There is the faintest breeze tonight. The sun is gentle, the cicadas sing as if it were their last night in town. My neighbor throws her blonde hair into a skrunchy and mows the lawn in the fading light. I love the smell of fresh-cut grass. I kill a striped mosquito and feel a little badly about it...it's a nice night to be alive.
We spent the morning at Children's Hospital, remembering the important parts of singing: collaborating, communicating, sharing. No reviewers, no maestro, no notes session. Songs in English and German, classical and pop and musical theater. The children were happy for the distraction, but the adults - the parents, the nurses, the support staff - were joyous at the noise our singers made. Lesson learned: we can inspire and uplift even when we are struggling ourselves. And the reasons that you - that we - were drawn to this whole artsy-fartsy thing in the first place? Still totally, 100% valid, no matter where you are on the amateur-professional continuum.

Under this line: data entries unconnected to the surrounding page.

use crate::models::{
    ApplyInstructions, Bid, BidId, ClearingConfig, ClearingOutcome, ClearingSnapshot, CustomerId,
    Map, ProviderId, Resource, ResourceId,
};

/// The base trait all repository ports share: a common error type.
pub trait Repository {
    /// Error type for repository failures
    type Error: std::error::Error;
}

/// Repository interface for providers and the resources they offer.
pub trait ResourceRepository: Repository {
    /// Register a new provider and return its assigned id.
    fn add_provider(&self, name: &str) -> Result<ProviderId, Self::Error>;

    /// List all providers, keyed by id.
    fn providers(&self) -> Result<Map<ProviderId, String>, Self::Error>;

    /// Register a new resource for the given provider.
    fn add_resource(
        &self,
        provider_id: ProviderId,
        name: &str,
        capacity: u32,
        base_price: f64,
    ) -> Result<ResourceId, Self::Error>;

    /// Replace a resource's capacity and base price.
    ///
    /// # Returns
    ///
    /// `Ok(true)` if the resource existed, `Ok(false)` otherwise.
    fn update_resource(
        &self,
        resource_id: ResourceId,
        capacity: u32,
        base_price: f64,
    ) -> Result<bool, Self::Error>;

    /// List all resources, keyed by id, in creation order.
    fn resources(&self) -> Result<Map<ResourceId, Resource>, Self::Error>;
}

/// Repository interface for customers and their outstanding bids.
pub trait BidRepository: Repository {
    /// Register a new customer and return its assigned id.
    fn add_customer(&self, name: &str) -> Result<CustomerId, Self::Error>;

    /// List all customers, keyed by id.
    fn customers(&self) -> Result<Map<CustomerId, String>, Self::Error>;

    /// Accept a bundle bid.
    ///
    /// Every id in the bundle must reference an existing resource, and the
    /// bundle must be non-empty; this is the acceptance-time validation the
    /// clearing pipeline relies on.
    fn add_bid(
        &self,
        customer: &str,
        price: f64,
        bundle: &[ResourceId],
    ) -> Result<BidId, Self::Error>;

    /// List all outstanding bids in submission order.
    fn bids(&self) -> Result<Vec<Bid>, Self::Error>;

    /// Remove every outstanding bid.
    fn clear_bids(&self) -> Result<(), Self::Error>;

    /// Remove all providers, resources, customers, and bids.
    fn clear_all(&self) -> Result<(), Self::Error>;
}

/// Repository interface for the clearing run itself: the snapshot read and
/// the write-back transaction.
pub trait ClearingRepository: ResourceRepository + BidRepository {
    /// Read one consistent snapshot of resources and outstanding bids.
    fn snapshot(&self) -> Result<ClearingSnapshot, Self::Error>;

    /// Execute a run's write-back in one transaction: decrement capacities,
    /// and remove the winning bids iff `purge` is set.
    ///
    /// Must be invoked exactly once per clearing run; re-invocation
    /// double-decrements. A decrement that would take a capacity negative
    /// is an invariant violation the implementation must reject, not clamp.
    fn apply(&self, instructions: &ApplyInstructions, purge: bool) -> Result<(), Self::Error>;
}

/// Interface for winner-determination solvers.
///
/// A solver consumes a snapshot and produces the full clearing outcome:
/// allocation, welfare, cleared prices, and payments. Implementations may
/// search however they like, provided the observable (allocation, welfare)
/// pair matches the reference enumeration semantics, including its
/// deterministic tie-break.
pub trait Solver {
    /// Error type for solver failures
    type Error: std::error::Error;

    /// Clear the auction described by `snapshot` under `config`.
    fn solve(
        &self,
        snapshot: &ClearingSnapshot,
        config: ClearingConfig,
    ) -> Result<ClearingOutcome, Self::Error>;
}
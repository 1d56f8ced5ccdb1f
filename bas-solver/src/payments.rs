use bas_core::models::{Bid, Map, ResourceId};

/// A winner pays the sum of cleared prices over its bundle, one unit each.
///
/// This is a uniform, cleared-price payment rule, not pay-as-bid: the
/// payment can land above or below the submitted price, and the mechanism
/// makes no individual-rationality promise. Payments are keyed per bid, so
/// two winning bids from the same customer each carry their own payment.
pub(crate) fn bundle_payment(bid: &Bid, cleared_prices: &Map<ResourceId>) -> f64 {
    bid.bundle
        .iter()
        .map(|resource_id| cleared_prices.get(resource_id).copied().unwrap_or(0.0))
        .sum()
}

It's 8pm. After a truly horrible night of sleep (lack of sleep?), I'm looking forward to sundown. A different neighbor is singing along with his walkman intermittently as he walks past...the cat is toying with an unfortunate cicada...the sky is an indeterminate whitish-blue, save for the neon sunset peeking around the clouds.
Four more days of singing, of camaraderie; of stopping to talk, to really listen, to encourage, to empower, to support, to confide.
These last four days? I would willing stretch them out indefinitely. The aftermath of the art-making might be my new favorite part of the summer.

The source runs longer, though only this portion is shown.